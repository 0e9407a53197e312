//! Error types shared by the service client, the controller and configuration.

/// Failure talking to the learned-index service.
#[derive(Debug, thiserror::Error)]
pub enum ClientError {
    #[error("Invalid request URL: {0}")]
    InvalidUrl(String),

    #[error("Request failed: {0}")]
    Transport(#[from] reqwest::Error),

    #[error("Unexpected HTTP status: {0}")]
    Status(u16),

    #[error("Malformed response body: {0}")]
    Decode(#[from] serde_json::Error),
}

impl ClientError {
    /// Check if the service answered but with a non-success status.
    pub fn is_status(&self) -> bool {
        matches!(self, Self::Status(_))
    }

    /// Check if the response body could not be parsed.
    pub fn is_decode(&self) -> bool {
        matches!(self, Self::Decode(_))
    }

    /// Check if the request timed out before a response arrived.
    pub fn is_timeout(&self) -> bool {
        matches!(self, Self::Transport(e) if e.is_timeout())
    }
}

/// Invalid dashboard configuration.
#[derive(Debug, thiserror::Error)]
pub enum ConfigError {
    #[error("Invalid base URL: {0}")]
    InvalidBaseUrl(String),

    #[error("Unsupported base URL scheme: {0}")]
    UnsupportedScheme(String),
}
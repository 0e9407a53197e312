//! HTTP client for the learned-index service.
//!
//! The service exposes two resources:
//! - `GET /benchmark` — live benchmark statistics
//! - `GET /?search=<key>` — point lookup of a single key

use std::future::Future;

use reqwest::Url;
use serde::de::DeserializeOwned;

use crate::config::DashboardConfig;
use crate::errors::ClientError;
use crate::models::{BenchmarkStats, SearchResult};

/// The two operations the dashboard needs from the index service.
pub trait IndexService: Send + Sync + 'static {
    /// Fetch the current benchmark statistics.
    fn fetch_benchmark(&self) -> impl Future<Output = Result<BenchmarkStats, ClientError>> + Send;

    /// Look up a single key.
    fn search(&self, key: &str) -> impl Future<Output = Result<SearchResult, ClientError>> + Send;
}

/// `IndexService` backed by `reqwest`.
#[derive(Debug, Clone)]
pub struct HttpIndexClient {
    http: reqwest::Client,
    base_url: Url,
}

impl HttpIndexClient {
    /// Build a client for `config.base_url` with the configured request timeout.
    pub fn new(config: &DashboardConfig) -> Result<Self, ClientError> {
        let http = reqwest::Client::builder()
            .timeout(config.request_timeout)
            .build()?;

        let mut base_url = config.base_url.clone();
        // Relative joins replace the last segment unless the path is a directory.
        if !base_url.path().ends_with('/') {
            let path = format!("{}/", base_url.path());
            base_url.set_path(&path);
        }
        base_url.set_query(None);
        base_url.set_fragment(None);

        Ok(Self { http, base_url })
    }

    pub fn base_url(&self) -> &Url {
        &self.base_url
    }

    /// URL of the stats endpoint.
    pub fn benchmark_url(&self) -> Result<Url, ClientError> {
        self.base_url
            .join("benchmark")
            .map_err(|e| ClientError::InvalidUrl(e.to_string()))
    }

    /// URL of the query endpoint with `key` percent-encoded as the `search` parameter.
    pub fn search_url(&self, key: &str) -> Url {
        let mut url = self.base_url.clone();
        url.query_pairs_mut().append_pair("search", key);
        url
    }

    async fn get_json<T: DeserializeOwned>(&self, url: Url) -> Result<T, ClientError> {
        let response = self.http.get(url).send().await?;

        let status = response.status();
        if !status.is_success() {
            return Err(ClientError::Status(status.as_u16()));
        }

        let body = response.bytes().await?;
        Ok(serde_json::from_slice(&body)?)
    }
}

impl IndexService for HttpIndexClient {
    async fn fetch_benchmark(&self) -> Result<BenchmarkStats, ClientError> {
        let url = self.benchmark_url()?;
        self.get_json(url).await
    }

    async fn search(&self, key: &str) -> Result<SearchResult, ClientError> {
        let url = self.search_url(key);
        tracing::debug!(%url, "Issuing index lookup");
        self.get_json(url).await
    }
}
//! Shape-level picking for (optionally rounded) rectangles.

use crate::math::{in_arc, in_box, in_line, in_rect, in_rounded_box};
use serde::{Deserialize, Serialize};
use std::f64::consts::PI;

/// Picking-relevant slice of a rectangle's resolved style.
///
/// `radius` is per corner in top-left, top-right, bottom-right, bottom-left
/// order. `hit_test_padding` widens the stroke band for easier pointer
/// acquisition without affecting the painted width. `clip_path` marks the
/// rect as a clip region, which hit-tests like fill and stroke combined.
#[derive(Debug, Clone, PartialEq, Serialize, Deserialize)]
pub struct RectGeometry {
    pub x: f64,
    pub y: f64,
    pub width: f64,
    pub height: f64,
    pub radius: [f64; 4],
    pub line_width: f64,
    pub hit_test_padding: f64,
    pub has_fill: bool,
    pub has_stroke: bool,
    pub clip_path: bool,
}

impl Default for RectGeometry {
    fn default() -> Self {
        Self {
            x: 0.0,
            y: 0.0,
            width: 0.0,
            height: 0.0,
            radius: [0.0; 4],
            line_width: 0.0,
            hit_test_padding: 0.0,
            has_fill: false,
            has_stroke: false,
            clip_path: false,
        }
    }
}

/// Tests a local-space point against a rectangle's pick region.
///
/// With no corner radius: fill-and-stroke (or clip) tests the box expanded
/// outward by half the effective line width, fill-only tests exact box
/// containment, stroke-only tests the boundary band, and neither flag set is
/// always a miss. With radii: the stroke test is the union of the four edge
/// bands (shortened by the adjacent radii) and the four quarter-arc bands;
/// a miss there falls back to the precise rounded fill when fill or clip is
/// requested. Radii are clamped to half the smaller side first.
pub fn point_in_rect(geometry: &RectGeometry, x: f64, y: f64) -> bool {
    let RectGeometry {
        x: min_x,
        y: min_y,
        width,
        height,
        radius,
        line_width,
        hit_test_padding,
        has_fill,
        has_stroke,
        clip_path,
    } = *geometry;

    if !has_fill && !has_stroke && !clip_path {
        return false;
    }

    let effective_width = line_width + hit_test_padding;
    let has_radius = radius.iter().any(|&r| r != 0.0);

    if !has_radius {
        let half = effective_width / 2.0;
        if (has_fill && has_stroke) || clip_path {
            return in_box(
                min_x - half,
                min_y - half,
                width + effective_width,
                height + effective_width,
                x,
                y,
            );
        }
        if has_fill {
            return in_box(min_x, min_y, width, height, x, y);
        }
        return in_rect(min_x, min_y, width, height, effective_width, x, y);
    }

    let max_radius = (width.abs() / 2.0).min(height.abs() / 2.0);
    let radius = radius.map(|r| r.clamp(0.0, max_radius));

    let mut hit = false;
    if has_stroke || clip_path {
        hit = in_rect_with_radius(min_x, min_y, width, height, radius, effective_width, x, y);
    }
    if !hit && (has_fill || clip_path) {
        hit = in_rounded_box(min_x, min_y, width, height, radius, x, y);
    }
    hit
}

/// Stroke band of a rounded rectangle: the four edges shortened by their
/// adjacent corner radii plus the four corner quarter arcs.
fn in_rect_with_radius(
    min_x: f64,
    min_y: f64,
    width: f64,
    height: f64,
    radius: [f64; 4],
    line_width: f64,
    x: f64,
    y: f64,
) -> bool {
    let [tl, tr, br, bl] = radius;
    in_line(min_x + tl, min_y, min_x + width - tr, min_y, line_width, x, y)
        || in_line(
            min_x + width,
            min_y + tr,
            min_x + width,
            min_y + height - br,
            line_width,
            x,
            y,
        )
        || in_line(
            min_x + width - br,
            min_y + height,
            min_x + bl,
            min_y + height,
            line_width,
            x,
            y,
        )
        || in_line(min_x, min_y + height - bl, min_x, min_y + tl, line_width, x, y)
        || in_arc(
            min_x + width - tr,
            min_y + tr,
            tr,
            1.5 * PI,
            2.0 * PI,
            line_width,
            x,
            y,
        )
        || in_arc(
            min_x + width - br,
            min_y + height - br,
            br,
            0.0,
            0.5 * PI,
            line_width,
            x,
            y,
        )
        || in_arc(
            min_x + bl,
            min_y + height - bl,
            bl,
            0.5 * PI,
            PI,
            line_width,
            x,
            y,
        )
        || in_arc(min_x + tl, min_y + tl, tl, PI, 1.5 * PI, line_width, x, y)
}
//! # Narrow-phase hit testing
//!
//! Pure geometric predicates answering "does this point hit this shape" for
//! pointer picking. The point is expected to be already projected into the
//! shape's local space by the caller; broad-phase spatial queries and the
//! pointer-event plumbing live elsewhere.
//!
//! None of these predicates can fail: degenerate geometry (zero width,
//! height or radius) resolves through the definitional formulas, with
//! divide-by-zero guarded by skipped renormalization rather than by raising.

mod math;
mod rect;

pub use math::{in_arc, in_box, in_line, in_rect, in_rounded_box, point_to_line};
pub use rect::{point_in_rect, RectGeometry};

Requirement: Lines with the word "statistics" in them are the answer; report each one from the data.

Result below:
//! - `GET /benchmark` — live benchmark statistics
    /// Fetch the current benchmark statistics.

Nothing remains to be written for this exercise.